Volunteers set out to count affluent Brentwood’s homeless
The party was in full swing at the gleaming Cabo Cantina bar in Brentwood when Arya Hadidi spotted a woman pulling a laundry cart stuffed with cardboard and blankets across the street.
“There you go, we got one,” said the 17-year-old student. “Mark it up, Mom.”
Arya was part of a brigade of more than 4,000 volunteers who spread across the county over three days last week looking for tents and shopping carts during the county’s biennial homeless count.
He had no trouble grasping the essential sadness of the situation. “It’s tragic,” he said.
But growing up in affluent Brentwood, he was accustomed to seeing homeless people. When his anthropology teacher offered extra credit for joining the count, Arya headed for the Barrington Recreation Center to volunteer for Brentwood’s first-ever homeless tally, with his mother riding shotgun.
“I know where they’d be,” he said later. “If I was a homeless person, I’d go to rich neighborhoods too.”
The count, conducted by the Los Angeles Homeless Services Authority, provides a snapshot of how many people are homeless at a particular point in time. Some who live in shelters are added to the tally. A follow-up survey will gather more detailed information about the homeless population, such as age, gender and military background.
The county must perform the count to receive federal funding for homeless programs. Although the tally does not directly affect the size of the federal allocations, it influences policy and helps outreach workers, officials said.
“How are we going to get services to people in the Palisades if we don’t even know they’re there?” county Supervisor Sheila Kuehl said of Pacific Palisades, which also had its first count this year.
Community members are encouraged to run their own counts, which is how Michelle Bisnoff, a Brentwood resident and community volunteer, ended up handing out clipboards and tally sheets to more than 30 volunteers Wednesday night.
Arya, who said he’s spending his senior year of high school attending community college to improve his grades so he can go to a top university and become an investment banker, was one of the youngest volunteers.
Volunteers received training in how to spot homeless people, including a list of telltale characteristics — “weathered skin,” “poor hygiene,” “lots of stuff.” This being Los Angeles, the count was conducted on wheels.
The Hadidis’ drive took them past people walking their dogs, heading to yoga, or working out in glass storefronts on elliptical machines.
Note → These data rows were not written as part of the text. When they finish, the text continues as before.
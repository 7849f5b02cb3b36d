use config::{Config, ConfigError, Environment, File};
use rand::{distributions::Alphanumeric, Rng};
use serde::Deserialize;
use std::env;
use std::path::Path;
use thiserror::Error;
use tracing::{error, info, warn};
use validator::{Validate, ValidationError, ValidationErrors};

/// Default values for configuration
const DEFAULT_LOG_LEVEL: &str = "info";
const DEFAULT_ENV: &str = "development";
const DEFAULT_PORT: u16 = 8000;
const DEFAULT_DATABASE_URL: &str = "sqlite://scanner_log.db?mode=rwc";
const DEFAULT_TOKEN_EXPIRE_MINUTES: i64 = 30;
const CONFIG_DIR: &str = "config";
const EPHEMERAL_SECRET_LEN: usize = 64;

/// Application configuration structure with validation
#[derive(Clone, Debug, Deserialize, Validate)]
#[serde(deny_unknown_fields)]
pub struct AppConfig {
    /// Database connection URL (PostgreSQL or SQLite)
    pub database_url: String,

    /// Server host address
    pub host: String,

    #[serde(default = "default_port")]
    pub port: u16,

    /// Application environment
    pub environment: String,

    #[serde(default = "default_log_level")]
    #[validate(custom = "validate_log_level")]
    pub log_level: String,

    /// Log in JSON format (structured logging)
    #[serde(default)]
    pub log_json: bool,

    /// HS256 signing secret. Required outside development.
    #[serde(default)]
    #[validate(length(min = 32))]
    pub jwt_secret: Option<String>,

    /// Access token lifetime in minutes (1min - 24h)
    #[serde(default = "default_token_expire_minutes")]
    #[validate(range(min = 1, max = 1440))]
    pub access_token_expire_minutes: i64,

    /// Whether to run database migrations on startup
    #[serde(default = "default_true_bool")]
    pub auto_migrate: bool,

    /// CORS: comma-separated list of allowed origins
    #[serde(default)]
    pub cors_allowed_origins: Option<String>,

    /// Allow permissive CORS fallback
    #[serde(default)]
    pub cors_allow_any_origin: bool,

    /// DB pool: max connections
    #[serde(default = "default_db_max_connections")]
    #[validate(range(min = 1))]
    pub db_max_connections: u32,

    /// DB pool: min connections
    #[serde(default = "default_db_min_connections")]
    pub db_min_connections: u32,

    /// DB timeouts (seconds)
    #[serde(default = "default_db_connect_timeout_secs")]
    pub db_connect_timeout_secs: u64,
    #[serde(default = "default_db_acquire_timeout_secs")]
    pub db_acquire_timeout_secs: u64,
    #[serde(default = "default_db_idle_timeout_secs")]
    pub db_idle_timeout_secs: u64,

    /// Page size used when a list request omits `limit`
    #[serde(default = "default_api_page_size")]
    #[validate(range(min = 1))]
    pub api_default_page_size: u64,

    /// Upper bound applied to every list `limit`
    #[serde(default = "default_api_max_page_size")]
    #[validate(range(min = 1))]
    pub api_max_page_size: u64,
}

impl AppConfig {
    /// Builds a configuration with defaults for everything but the essentials.
    pub fn new(database_url: String, jwt_secret: Option<String>, environment: String) -> Self {
        Self {
            database_url,
            host: "0.0.0.0".to_string(),
            port: DEFAULT_PORT,
            environment,
            log_level: default_log_level(),
            log_json: false,
            jwt_secret,
            access_token_expire_minutes: DEFAULT_TOKEN_EXPIRE_MINUTES,
            auto_migrate: true,
            cors_allowed_origins: None,
            cors_allow_any_origin: false,
            db_max_connections: default_db_max_connections(),
            db_min_connections: default_db_min_connections(),
            db_connect_timeout_secs: default_db_connect_timeout_secs(),
            db_acquire_timeout_secs: default_db_acquire_timeout_secs(),
            db_idle_timeout_secs: default_db_idle_timeout_secs(),
            api_default_page_size: default_api_page_size(),
            api_max_page_size: default_api_max_page_size(),
        }
    }

    pub fn is_development(&self) -> bool {
        self.environment.eq_ignore_ascii_case("development")
    }

    /// Returns true if explicit CORS origins are configured
    pub fn has_cors_allowed_origins(&self) -> bool {
        self.cors_allowed_origins
            .as_ref()
            .map(|raw| raw.split(',').any(|origin| !origin.trim().is_empty()))
            .unwrap_or(false)
    }

    /// Whether we should fall back to permissive CORS
    pub fn should_allow_permissive_cors(&self) -> bool {
        self.is_development() || self.cors_allow_any_origin
    }

    /// Configured origins, trimmed, empty entries dropped
    pub fn cors_origins(&self) -> Vec<String> {
        self.cors_allowed_origins
            .as_deref()
            .unwrap_or_default()
            .split(',')
            .map(str::trim)
            .filter(|origin| !origin.is_empty())
            .map(str::to_string)
            .collect()
    }

    /// Returns the configured signing secret.
    ///
    /// In development a missing secret is replaced by a random one generated
    /// per process, so tokens stop validating after a restart.
    pub fn signing_secret(&self) -> Result<String, AppConfigError> {
        match self.jwt_secret.as_deref().map(str::trim) {
            Some(secret) if !secret.is_empty() => Ok(secret.to_string()),
            _ if self.is_development() => {
                warn!(
                    "No JWT secret configured; generated an ephemeral one. Tokens will not survive a restart."
                );
                Ok(rand::thread_rng()
                    .sample_iter(&Alphanumeric)
                    .take(EPHEMERAL_SECRET_LEN)
                    .map(char::from)
                    .collect())
            }
            _ => Err(AppConfigError::MissingSecret),
        }
    }

    fn validate_additional_constraints(&self) -> Result<(), ValidationErrors> {
        let mut errors = ValidationErrors::new();

        if !self.should_allow_permissive_cors() && !self.has_cors_allowed_origins() {
            let mut err = ValidationError::new("cors_allowed_origins_required");
            err.message = Some(
                "Set APP__CORS_ALLOWED_ORIGINS for non-development environments or explicitly opt-in via APP__CORS_ALLOW_ANY_ORIGIN=true".into(),
            );
            errors.add("cors_allowed_origins", err);
        }

        if self.db_min_connections > self.db_max_connections {
            let mut err = ValidationError::new("db_min_connections");
            err.message = Some("db_min_connections must not exceed db_max_connections".into());
            errors.add("db_min_connections", err);
        }

        if self.api_default_page_size > self.api_max_page_size {
            let mut err = ValidationError::new("api_default_page_size");
            err.message = Some("api_default_page_size must not exceed api_max_page_size".into());
            errors.add("api_default_page_size", err);
        }

        if errors.errors().is_empty() {
            Ok(())
        } else {
            Err(errors)
        }
    }
}

/// Configuration loading errors
#[derive(Debug, Error)]
pub enum AppConfigError {
    #[error("Configuration loading failed: {0}")]
    Load(#[from] ConfigError),

    #[error("Configuration validation failed: {0}")]
    Validation(#[from] validator::ValidationErrors),

    #[error("jwt_secret is required outside development. Set APP__JWT_SECRET or SECRET_KEY.")]
    MissingSecret,
}

fn default_log_level() -> String {
    DEFAULT_LOG_LEVEL.to_string()
}

fn default_port() -> u16 {
    DEFAULT_PORT
}

fn default_token_expire_minutes() -> i64 {
    DEFAULT_TOKEN_EXPIRE_MINUTES
}

fn default_true_bool() -> bool {
    true
}

fn default_db_max_connections() -> u32 {
    10
}
fn default_db_min_connections() -> u32 {
    1
}
fn default_db_connect_timeout_secs() -> u64 {
    30
}
fn default_db_acquire_timeout_secs() -> u64 {
    8
}
fn default_db_idle_timeout_secs() -> u64 {
    600
}

fn default_api_page_size() -> u64 {
    100
}

fn default_api_max_page_size() -> u64 {
    1000
}

/// Validates log level values
fn validate_log_level(level: &str) -> Result<(), ValidationError> {
    let valid_levels = ["trace", "debug", "info", "warn", "error"];
    if valid_levels.contains(&level.to_lowercase().as_str()) {
        Ok(())
    } else {
        let mut err = ValidationError::new("log_level");
        err.message = Some("Must be one of: trace, debug, info, warn, error".into());
        Err(err)
    }
}

/// Initializes tracing using the provided log level as the default filter
pub fn init_tracing(level: &str, json: bool) {
    use tracing_subscriber::{fmt, EnvFilter};

    let default_directive = format!("scanner_log_api={},tower_http=debug", level);
    let filter = env::var("RUST_LOG")
        .ok()
        .filter(|s| !s.trim().is_empty())
        .map(EnvFilter::new)
        .unwrap_or_else(|| EnvFilter::new(default_directive));

    if json {
        let _ = fmt().with_env_filter(filter).json().try_init();
    } else {
        let _ = fmt().with_env_filter(filter).try_init();
    }
}

/// Loads application configuration
///
/// Layers configuration sources in this order:
/// 1. Built-in defaults (legacy `DATABASE_URL` / `SECRET_KEY` seed them)
/// 2. Default config (config/default.toml)
/// 3. Environment-specific config (config/{env}.toml)
/// 4. Environment variables (APP__*)
pub fn load_config() -> Result<AppConfig, AppConfigError> {
    let run_env = env::var("RUN_ENV")
        .or_else(|_| env::var("APP_ENV"))
        .unwrap_or_else(|_| DEFAULT_ENV.to_string());
    info!("Loading configuration for environment: {}", run_env);

    if !Path::new(CONFIG_DIR).exists() {
        info!(
            "Config directory '{}' not found; relying on built-in defaults and environment variables",
            CONFIG_DIR
        );
    }

    let database_url =
        env::var("DATABASE_URL").unwrap_or_else(|_| DEFAULT_DATABASE_URL.to_string());

    let mut builder = Config::builder()
        .set_default("database_url", database_url)?
        .set_default("host", "0.0.0.0")?
        .set_default("port", DEFAULT_PORT as i64)?
        .set_default("environment", run_env.clone())?
        .set_default("log_level", DEFAULT_LOG_LEVEL)?
        .set_default("log_json", false)?;

    if let Ok(secret) = env::var("SECRET_KEY") {
        builder = builder.set_default("jwt_secret", secret)?;
    }

    let config = builder
        .add_source(File::with_name(&format!("{}/default", CONFIG_DIR)).required(false))
        .add_source(File::with_name(&format!("{}/{}", CONFIG_DIR, run_env)).required(false))
        .add_source(Environment::with_prefix("APP").separator("__"))
        .build()?;

    let app_config: AppConfig = config.try_deserialize()?;

    app_config.validate().map_err(|e| {
        error!("Configuration validation failed: {:?}", e);
        AppConfigError::Validation(e)
    })?;

    app_config.validate_additional_constraints().map_err(|e| {
        error!("Configuration security validation failed: {:?}", e);
        AppConfigError::Validation(e)
    })?;

    if app_config.jwt_secret.is_none() && !app_config.is_development() {
        error!("JWT secret is not configured. Set APP__JWT_SECRET with a secure random string.");
        return Err(AppConfigError::MissingSecret);
    }

    info!("Configuration loaded successfully");
    Ok(app_config)
}


#[cfg(test)]
mod tests {
    use super::*;
    use assert_matches::assert_matches;

    #[test]
    fn short_secret_fails_validation() {
        let cfg = AppConfig::new(
            "sqlite::memory:".into(),
            Some("too-short".into()),
            "development".into(),
        );
        assert!(cfg.validate().is_err());
    }

    #[test]
    fn token_lifetime_must_be_in_range() {
        let mut cfg = AppConfig::new("sqlite::memory:".into(), None, "development".into());
        cfg.access_token_expire_minutes = 0;
        assert!(cfg.validate().is_err());
        cfg.access_token_expire_minutes = 30;
        assert!(cfg.validate().is_ok());
    }

    #[test]
    fn unknown_log_level_is_rejected() {
        let mut cfg = AppConfig::new("sqlite::memory:".into(), None, "development".into());
        cfg.log_level = "loud".into();
        assert!(cfg.validate().is_err());
    }

    #[test]
    fn development_generates_ephemeral_secret() {
        let cfg = AppConfig::new("sqlite::memory:".into(), None, "development".into());
        let first = cfg.signing_secret().unwrap();
        let second = cfg.signing_secret().unwrap();
        assert_eq!(first.len(), EPHEMERAL_SECRET_LEN);
        assert_ne!(first, second);
    }

    #[test]
    fn production_requires_secret() {
        let cfg = AppConfig::new("sqlite::memory:".into(), None, "production".into());
        assert_matches!(cfg.signing_secret(), Err(AppConfigError::MissingSecret));
    }

    #[test]
    fn configured_secret_is_used_verbatim() {
        let secret = "0123456789abcdefghijklmnopqrstuvwxyz";
        let cfg = AppConfig::new(
            "sqlite::memory:".into(),
            Some(secret.into()),
            "production".into(),
        );
        assert_eq!(cfg.signing_secret().unwrap(), secret);
    }

    #[test]
    fn page_bounds_must_be_ordered() {
        let mut cfg = AppConfig::new("sqlite::memory:".into(), None, "development".into());
        cfg.api_default_page_size = 5000;
        assert!(cfg.validate_additional_constraints().is_err());
    }
}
A few men with heavily lined faces and bulky duffel bags crossed paths with people out on the town.
Volunteers were cautioned not to try to boost their statistics. But the hunt was on, and soon Arya was wheeling back around the Baskin-Robbins ice cream store, near where he saw the woman with the laundry cart, hoping for another sighting.
“This seems promising. Two shopping carts,” he said. On a vacant lot next to the ice cream shop, someone was lying on a bare mattress.
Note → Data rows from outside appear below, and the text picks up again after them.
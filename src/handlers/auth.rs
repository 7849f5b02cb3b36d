use crate::{
    auth::CurrentUser,
    entities::user,
    errors::ServiceError,
    services::RegisterUser,
    AppState,
};
use axum::{
    extract::{rejection::FormRejection, rejection::JsonRejection, State},
    response::Response,
    Extension, Form, Json,
};
use chrono::{DateTime, Utc};
use serde::{Deserialize, Serialize};
use utoipa::ToSchema;
use uuid::Uuid;

use super::common::success_response;

/// OAuth2 password-flow form
#[derive(Debug, Deserialize, ToSchema)]
pub struct TokenRequest {
    pub username: String,
    #[schema(format = Password)]
    pub password: String,
}

#[derive(Debug, Serialize, Deserialize, ToSchema)]
#[schema(example = json!({
    "access_token": "eyJhbGciOiJIUzI1NiIsInR5cCI6IkpXVCJ9...",
    "token_type": "bearer"
}))]
pub struct TokenResponse {
    pub access_token: String,
    /// Always `bearer`
    pub token_type: String,
}

/// Public view of an account
#[derive(Debug, Serialize, Deserialize, ToSchema)]
pub struct UserResponse {
    pub id: Uuid,
    #[schema(example = "ops@example.com")]
    pub email: String,
    #[schema(example = "warehouse_ops")]
    pub username: String,
    pub is_active: bool,
    pub is_admin: bool,
    pub created_at: DateTime<Utc>,
    pub updated_at: DateTime<Utc>,
}

impl From<user::Model> for UserResponse {
    fn from(model: user::Model) -> Self {
        Self {
            id: model.id,
            email: model.email,
            username: model.username,
            is_active: model.is_active,
            is_admin: model.is_admin,
            created_at: model.created_at,
            updated_at: model.updated_at,
        }
    }
}

#[utoipa::path(
    post,
    path = "/token",
    request_body(content = TokenRequest, content_type = "application/x-www-form-urlencoded"),
    responses(
        (status = 200, description = "Access token issued", body = TokenResponse),
        (status = 401, description = "Incorrect username or password", body = crate::errors::ErrorResponse)
    ),
    tag = "auth"
)]
pub async fn login(
    State(state): State<AppState>,
    form: Result<Form<TokenRequest>, FormRejection>,
) -> Result<Response, ServiceError> {
    let Form(request) = form?;
    let issued = state
        .services
        .users
        .login(&request.username, &request.password)
        .await?;

    Ok(success_response(TokenResponse {
        access_token: issued.access_token,
        token_type: "bearer".to_string(),
    }))
}

#[utoipa::path(
    post,
    path = "/register",
    request_body = RegisterUser,
    responses(
        (status = 200, description = "Account created", body = UserResponse),
        (status = 400, description = "Username or email already registered", body = crate::errors::ErrorResponse),
        (status = 422, description = "Invalid payload", body = crate::errors::ErrorResponse)
    ),
    tag = "auth"
)]
pub async fn register(
    State(state): State<AppState>,
    payload: Result<Json<RegisterUser>, JsonRejection>,
) -> Result<Response, ServiceError> {
    let Json(input) = payload?;
    let created = state.services.users.register(input).await?;
    Ok(success_response(UserResponse::from(created)))
}

#[utoipa::path(
    get,
    path = "/users/me",
    responses(
        (status = 200, description = "The authenticated user", body = UserResponse),
        (status = 401, description = "Not authenticated", body = crate::errors::ErrorResponse)
    ),
    security(("bearer_auth" = [])),
    tag = "auth"
)]
pub async fn me(Extension(CurrentUser(current)): Extension<CurrentUser>) -> Json<UserResponse> {
    Json(UserResponse::from(current))
}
Across the lot, a homeless man pushing a wheelchair stopped and fumbled with something.
“He’s eating a burrito,” Arya said, then corrected himself. “No it’s [an ice cream] drumstick.”
Arya’s mother, Nisrin Hadidi, an Iranian immigrant, occasionally admonished him in Farsi about his driving.
“In my country, if there’s some homeless, the neighbors bring out food,” Hadidi, 53, said in English. “Here, I’m scared.”
On San Vicente Boulevard, a lone sleeping bag with someone inside was splayed out under an awning. “I used to buy shoes here when I was little,” Arya said.
Circling back and down an alley, they found the man with the drumstick now sitting in the wheelchair, glowering from the back corner of a carport.
The Hadidis reported 17 homeless people. Brentwood’s unofficial total was 70.
“Almost twice as many as I thought,” Bisnoff said. She attributed the high count to Brentwood’s proximity to freeways and hospitals — including the Veterans Affairs Department’s West Los Angeles Medical Center — and church feedings, not to its wealth.
“I pay a fortune in taxes, it’s shocking to me anyone could go hungry,” she said.
Bisnoff said the community wanted to help its homeless residents, particularly the veterans. Hundreds of people turned out for the recent funeral of a homeless poet who hung out for years by a local grocery store, she said.
“My Girl Scout troop was there singing; people were teary-eyed,” she said. “There’s a failure somewhere in the system.”